I made the following claim and gave it a proof during my winter break.
Given four hypothesis
- $X=\mathbb{N},Y$ is a metric space.
- $\{f_n\}$ uniformly converge to $f$.
- $\lim_{k\to \infty}f(k)$ exists.
- $\lim_{n\to \infty}\lim_{k\to \infty}f_n(k)$ exists.
We have \begin{align*} \lim_{k\to \infty}f(k)=\lim_{n\to \infty}\lim_{k\to \infty}f_n(k) \end{align*}
Proof:
We wish to prove that \begin{align*} \forall \epsilon , d(\lim_{k\to \infty}f(k),\lim_{n\to \infty}\lim_{k\to \infty}f_n(k))<\epsilon \end{align*} Fix $\epsilon$. Because $\lim_{k\to \infty}f_n(k) \to \lim_{n\to \infty}\lim_{k\to \infty}f_n(k)$ as $n\to \infty$, we know there exists $N$ such that \begin{align*} \forall n>N, d(\lim_{k\to \infty}f_n(k),\lim_{n\to \infty}\lim_{k\to \infty}f_n(k))<\frac{\epsilon}{4} \end{align*} Also, because $\{f_n\}$ uniformly converge to $f$, we know there exists $N'$ such that \begin{align*} \forall n>N', \forall k \in X, d(f_n(k),f(k))<\frac{\epsilon}{4} \end{align*} Let $m$ be a natural number greater than $\max \{N,N'\}$.\
Now, because $f(k)\to \lim_{k\to \infty}f(k)$ as $k\to \infty$, we know there exists $K$ such that \begin{align*} \forall k>K, d(f(k),\lim_{k\to \infty}f(k))<\frac{\epsilon}{4} \end{align*} Also, because $f_m(k)\to \lim_{k\to \infty}f_m(k)$ as $k\to \infty$, we know there exists $K'$ such that \begin{align*} \forall k>K', d(f_m(k),\lim_{k\to \infty}f_m(k))<\frac{\epsilon}{4} \end{align*} Let $j>\max \{K,K'\}$. We now have \begin{align*} d(\lim_{k\to \infty}f(k),\lim_{n\to \infty}\lim_{k\to \infty}f_n(k))&\leq d\big(\lim_{k\to \infty}f(k),f(j)\big)+d\big(f(j),f_m(j)\big)+d\big(f_m(j),\lim_{k\to \infty}f_m(k)\big)\\ &+d\big(\lim_{k\to \infty}f_m(k),\lim_{n\to \infty}\lim_{k\to \infty}f_n(k)\big)<\epsilon \end{align*}
I have two questions in mind, and I appreciate help in all forms.
Is the proof correct?
Does the theorem still hold true if we drop the third hypothesis? That is, from the below three hypotheses.

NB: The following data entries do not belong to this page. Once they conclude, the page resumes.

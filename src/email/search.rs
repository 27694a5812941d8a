use super::model::SearchCriteria;

/// Translate criteria into an IMAP SEARCH key list. Keys are implicitly ANDed.
///
/// With `literals` set (server advertises LITERAL+ or LITERAL-), non-ASCII
/// values go out as non-synchronizing literals; otherwise they stay quoted.
pub fn build_query(criteria: &SearchCriteria, literals: bool) -> String {
    let string = |value: &str| {
        if literals && !value.is_ascii() {
            literal(value)
        } else {
            quote(value)
        }
    };
    let mut keys: Vec<String> = Vec::new();

    if let Some(from) = &criteria.from {
        keys.push(format!("FROM {}", string(from)));
    }
    if let Some(to) = &criteria.to {
        keys.push(format!("TO {}", string(to)));
    }
    if let Some(subject) = &criteria.subject {
        keys.push(format!("SUBJECT {}", string(subject)));
    }
    if let Some(since) = criteria.since {
        keys.push(format!("SINCE {}", since.format("%-d-%b-%Y")));
    }
    if let Some(before) = criteria.before {
        keys.push(format!("BEFORE {}", before.format("%-d-%b-%Y")));
    }
    if let Some(body) = &criteria.body {
        keys.push(format!("BODY {}", string(body)));
    }
    match criteria.seen {
        Some(true) => keys.push("SEEN".to_string()),
        Some(false) => keys.push("UNSEEN".to_string()),
        None => {}
    }

    if keys.is_empty() {
        return "ALL".to_string();
    }

    let query = keys.join(" ");
    if query.is_ascii() {
        query
    } else {
        format!("CHARSET UTF-8 {}", query)
    }
}

/// RFC 7888 non-synchronizing literal; the length counts UTF-8 bytes.
fn literal(value: &str) -> String {
    format!("{{{}+}}\r\n{}", value.len(), value)
}

/// Quoted string with backslash and double-quote escaped.
fn quote(value: &str) -> String {
    let mut out = String::with_capacity(value.len() + 2);
    out.push('"');
    for c in value.chars() {
        match c {
            '"' | '\\' => {
                out.push('\\');
                out.push(c);
            }
            '\r' | '\n' => out.push(' '),
            _ => out.push(c),
        }
    }
    out.push('"');
    out
}

/// The `limit` most recent UIDs, ascending.
///
/// UIDs grow with arrival order inside a mailbox, but SEARCH results come back
/// as an unordered set, so they are sorted and de-duplicated before slicing.
pub fn newest_uids(mut uids: Vec<u32>, limit: usize) -> Vec<u32> {
    uids.sort_unstable();
    uids.dedup();
    let skip = uids.len().saturating_sub(limit);
    uids.split_off(skip)
}

/// Comma-separated IMAP UID set.
pub fn uid_set(uids: &[u32]) -> String {
    uids.iter()
        .map(u32::to_string)
        .collect::<Vec<_>>()
        .join(",")
}

#[cfg(test)]
mod tests {
    use super::*;
    use chrono::NaiveDate;

    #[test]
    fn test_empty_criteria_matches_all() {
        assert_eq!(build_query(&SearchCriteria::default(), false), "ALL");
    }

    #[test]
    fn test_criteria_are_anded_in_order() {
        let criteria = SearchCriteria {
            from: Some("alice@example.com".to_string()),
            subject: Some("quarterly \"report\"".to_string()),
            since: NaiveDate::from_ymd_opt(2024, 3, 5),
            before: NaiveDate::from_ymd_opt(2024, 12, 25),
            seen: Some(false),
            ..SearchCriteria::default()
        };
        assert_eq!(
            build_query(&criteria, true),
            r#"FROM "alice@example.com" SUBJECT "quarterly \"report\"" SINCE 5-Mar-2024 BEFORE 25-Dec-2024 UNSEEN"#
        );
    }

    #[test]
    fn test_non_ascii_declares_charset() {
        let criteria = SearchCriteria {
            body: Some("café".to_string()),
            seen: Some(true),
            ..SearchCriteria::default()
        };
        assert_eq!(
            build_query(&criteria, false),
            "CHARSET UTF-8 BODY \"café\" SEEN"
        );
    }

    #[test]
    fn test_non_ascii_sent_as_literal() {
        let criteria = SearchCriteria {
            from: Some("bob@example.com".to_string()),
            body: Some("café".to_string()),
            ..SearchCriteria::default()
        };
        assert_eq!(
            build_query(&criteria, true),
            "CHARSET UTF-8 FROM \"bob@example.com\" BODY {5+}\r\ncafé"
        );
    }

    #[test]
    fn test_newest_uids_keeps_highest() {
        let uids: Vec<u32> = (1..=120).rev().collect();
        let newest = newest_uids(uids, 50);
        assert_eq!(newest.len(), 50);
        assert_eq!(newest.first(), Some(&71));
        assert_eq!(newest.last(), Some(&120));
    }

    #[test]
    fn test_newest_uids_under_limit() {
        assert_eq!(newest_uids(vec![9, 3, 3, 5], 50), vec![3, 5, 9]);
        assert!(newest_uids(vec![], 10).is_empty());
    }

    #[test]
    fn test_uid_set() {
        assert_eq!(uid_set(&[3, 7, 12]), "3,7,12");
    }
}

- $X=\mathbb{N},Y$ is a metric space.
- $\{f_n\}$ uniformly converge to $f$.
- $\lim_{n\to \infty}\lim_{k\to \infty}f_n(k)$ exists.
Can we deduce that $\lim_{k\to\infty} f(k)$ exists?
The motivation for me to ask this problem is that I know there are examples where $\lim_{k\to\infty}f(k)$ exists, but $\lim_{k\to \infty}f_n(k)$ do not exist for all $n\in\mathbb{N}$, and I for now can't come up with any example where $\lim_{n\to\infty}\lim_{k\to\infty} f_n(k)$ exists but $\lim_{k\to\infty} f(k)$ does not exists. Again, any help would be appreciated, and please notice that $Y$ need not be complete.
Your proof seems correct to me, and here is a proof of your conjecture that we can drop the 3rd hypothesis:
Assuming $\lim_{k\to\infty}f_n(k)= \ell_n$, $\lim_{n\to\infty}\ell_n= \ell$, and $f_n\to f$ uniformly, we shall prove that $\lim_{k\to\infty}f(k)=\ell$.
Let $\epsilon>0$. For $m$ large enough, we have both $d(\ell_m,\ell)<\epsilon/3$ and $\forall k, d(f_m(k),f(k))<\epsilon/3$. Fix such an $m$. There exists now $K$ such that $\forall k\ge K, d(f_m(k),\ell_m)<\epsilon/3$ and therefore, $d(f(k),\ell)<\epsilon$.